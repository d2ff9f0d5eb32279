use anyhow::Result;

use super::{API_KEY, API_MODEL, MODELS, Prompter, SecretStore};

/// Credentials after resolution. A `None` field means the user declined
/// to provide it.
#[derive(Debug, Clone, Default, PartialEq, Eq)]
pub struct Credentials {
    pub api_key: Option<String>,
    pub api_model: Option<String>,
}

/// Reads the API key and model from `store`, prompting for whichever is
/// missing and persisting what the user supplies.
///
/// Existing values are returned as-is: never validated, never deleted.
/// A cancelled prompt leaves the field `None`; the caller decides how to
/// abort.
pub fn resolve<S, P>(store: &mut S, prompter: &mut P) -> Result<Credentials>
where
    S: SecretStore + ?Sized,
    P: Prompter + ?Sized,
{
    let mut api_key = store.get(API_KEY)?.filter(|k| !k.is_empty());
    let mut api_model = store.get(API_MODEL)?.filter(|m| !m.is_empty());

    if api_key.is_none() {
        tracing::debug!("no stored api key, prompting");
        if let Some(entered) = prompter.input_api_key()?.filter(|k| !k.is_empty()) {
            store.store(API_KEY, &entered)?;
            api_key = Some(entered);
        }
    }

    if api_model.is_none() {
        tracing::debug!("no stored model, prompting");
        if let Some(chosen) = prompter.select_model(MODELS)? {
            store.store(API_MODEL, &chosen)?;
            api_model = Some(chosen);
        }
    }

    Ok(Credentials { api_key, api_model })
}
------------------------------------------------
EXERCISE AIM: A single figure is the whole answer: the number of lines in the listing that contain the word "filter".

OUTPUT FOR THIS EXERCISE: 3